There are several caveats in applying these remarkable data from De Felice and colleagues18 to clinical practice. One problem is that the Lynch II patients in this study were all related. Thus it is conceivable that the increased vascular complexity may be related to an inheritable trait unrelated to the presence of a DNA MMR gene mutation. This is suggested by the observation that members of these kindreds, believed not to have Lynch syndrome as ascertained by linkage analysis, also manifested the increased vascular complexity compared with controls. Indeed, in most parameters there were no significant differences between family members with and without mutations. However, the numbers were small. An alternative explanation of these inconsistencies may be that some of the “unaffected individuals” may potentially harbour mutations that were not detected by linkage analysis, a methodology with suboptimal sensitivity.

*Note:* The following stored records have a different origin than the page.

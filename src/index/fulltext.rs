use std::collections::{BTreeMap, HashSet};
use fst::{IntoStreamer, Map, MapBuilder, Streamer};
use serde::{Serialize, Deserialize};
use tracing::debug;
use crate::analysis::analyzer::Analyzer;
use crate::core::config::FullTextOptions;
use crate::core::error::Result;
use crate::core::types::Pre;
use crate::index::posting::FtPosting;
use crate::index::{Index, IndexType};

/// Full-text index: analyzed terms to word-level postings.
///
/// Terms are buffered in runs of at most `split_size` postings; each full run
/// is sorted and merged into the pending terms. `finish` compiles the pending
/// terms into an FST dictionary whose values are slots into `postings`.
pub struct FullTextIndex {
    options: FullTextOptions,
    split_size: u32,
    analyzer: Analyzer,
    run: Vec<(String, FtPosting)>,
    pending: BTreeMap<String, Vec<FtPosting>>,
    splits: u32,
    dictionary: Map<Vec<u8>>,
    postings: Vec<Vec<FtPosting>>,
}

/// Persisted form
#[derive(Serialize, Deserialize)]
pub struct FullTextFile {
    pub options: FullTextOptions,
    pub split_size: u32,
    pub splits: u32,
    pub dictionary: Vec<u8>,
    pub postings: Vec<Vec<FtPosting>>,
}

impl FullTextIndex {
    pub fn new(options: FullTextOptions, split_size: u32) -> Result<Self> {
        let analyzer = Analyzer::for_fulltext(&options)?;
        debug!(analyzer = %analyzer.describe(), split_size, "full-text analyzer ready");
        Ok(FullTextIndex {
            options,
            split_size,
            analyzer,
            run: Vec::new(),
            pending: BTreeMap::new(),
            splits: 0,
            dictionary: Map::default(),
            postings: Vec::new(),
        })
    }

    pub fn options(&self) -> &FullTextOptions {
        &self.options
    }

    /// Number of runs merged during the last build
    pub fn splits(&self) -> u32 {
        self.splits
    }

    /// Merges the open run and compiles the term dictionary.
    pub fn finish(&mut self) -> Result<()> {
        self.merge_run();
        let mut builder = MapBuilder::memory();
        let mut postings = Vec::with_capacity(self.pending.len());
        for (slot, (term, list)) in std::mem::take(&mut self.pending).into_iter().enumerate() {
            builder.insert(term.as_bytes(), slot as u64)?;
            postings.push(list);
        }
        self.dictionary = builder.into_map();
        self.postings = postings;
        Ok(())
    }

    /// Postings of an already normalized term
    pub fn postings(&self, term: &str) -> &[FtPosting] {
        self.dictionary
            .get(term.as_bytes())
            .and_then(|slot| self.postings.get(slot as usize))
            .map(Vec::as_slice)
            .unwrap_or_default()
    }

    /// Analyzes `word` like indexed text and returns the records containing it
    pub fn find(&self, word: &str) -> Vec<Pre> {
        let Some(token) = self.analyzer.analyze(word).into_iter().next() else {
            return Vec::new();
        };
        let mut pres: Vec<Pre> = self.postings(&token.text).iter().map(|p| p.pre).collect();
        pres.dedup();
        pres
    }

    /// Terms starting with `prefix`, in order
    pub fn terms_with_prefix(&self, prefix: &str) -> Vec<String> {
        let mut results = Vec::new();
        let prefix_bytes = prefix.as_bytes();
        let mut stream = self.dictionary.range().ge(prefix_bytes).into_stream();

        while let Some((term, _slot)) = stream.next() {
            if !term.starts_with(prefix_bytes) {
                break;
            }
            results.push(String::from_utf8_lossy(term).into_owned());
        }
        results
    }

    pub fn to_file(&self) -> FullTextFile {
        FullTextFile {
            options: self.options.clone(),
            split_size: self.split_size,
            splits: self.splits,
            dictionary: self.dictionary.as_fst().as_bytes().to_vec(),
            postings: self.postings.clone(),
        }
    }

    pub fn from_file(file: FullTextFile) -> Result<Self> {
        let mut index = FullTextIndex::new(file.options, file.split_size)?;
        index.splits = file.splits;
        index.dictionary = Map::new(file.dictionary)?;
        index.postings = file.postings;
        Ok(index)
    }

    fn merge_run(&mut self) {
        if self.run.is_empty() {
            return;
        }
        self.run.sort();
        for (term, posting) in self.run.drain(..) {
            self.pending.entry(term).or_default().push(posting);
        }
        self.splits += 1;
    }
}

impl Index for FullTextIndex {
    type Key = [u8];

    fn index_type(&self) -> IndexType {
        IndexType::FullText
    }

    fn init(&mut self) {
        self.run.clear();
        self.pending.clear();
        self.splits = 0;
        self.dictionary = Map::default();
        self.postings.clear();
    }

    /// Analyzes the text of record `pre`. With `distinct`, only the first
    /// position of each term is kept.
    fn add(&mut self, pre: Pre, key: &[u8], _value: Option<&[u8]>, distinct: bool) {
        let text = String::from_utf8_lossy(key);
        let mut seen = HashSet::new();
        for token in self.analyzer.analyze(&text) {
            if distinct && !seen.insert(token.text.clone()) {
                continue;
            }
            self.run.push((token.text, FtPosting { pre, position: token.position }));
            if self.split_size > 0 && self.run.len() >= self.split_size as usize {
                self.merge_run();
            }
        }
    }

    fn len(&self) -> usize {
        self.dictionary.len()
    }
}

In summary, this provocative report leads to hope about the development of a non-invasive inexpensive test for recognising HNPCC. This would be of major importance in detecting heretofore unidentified patients and therefore initiating the intensive potentially life saving surveillance regimen. However, replication of these data in a large number of Lynch families is mandatory in order to translate this unique observation into clinical practice.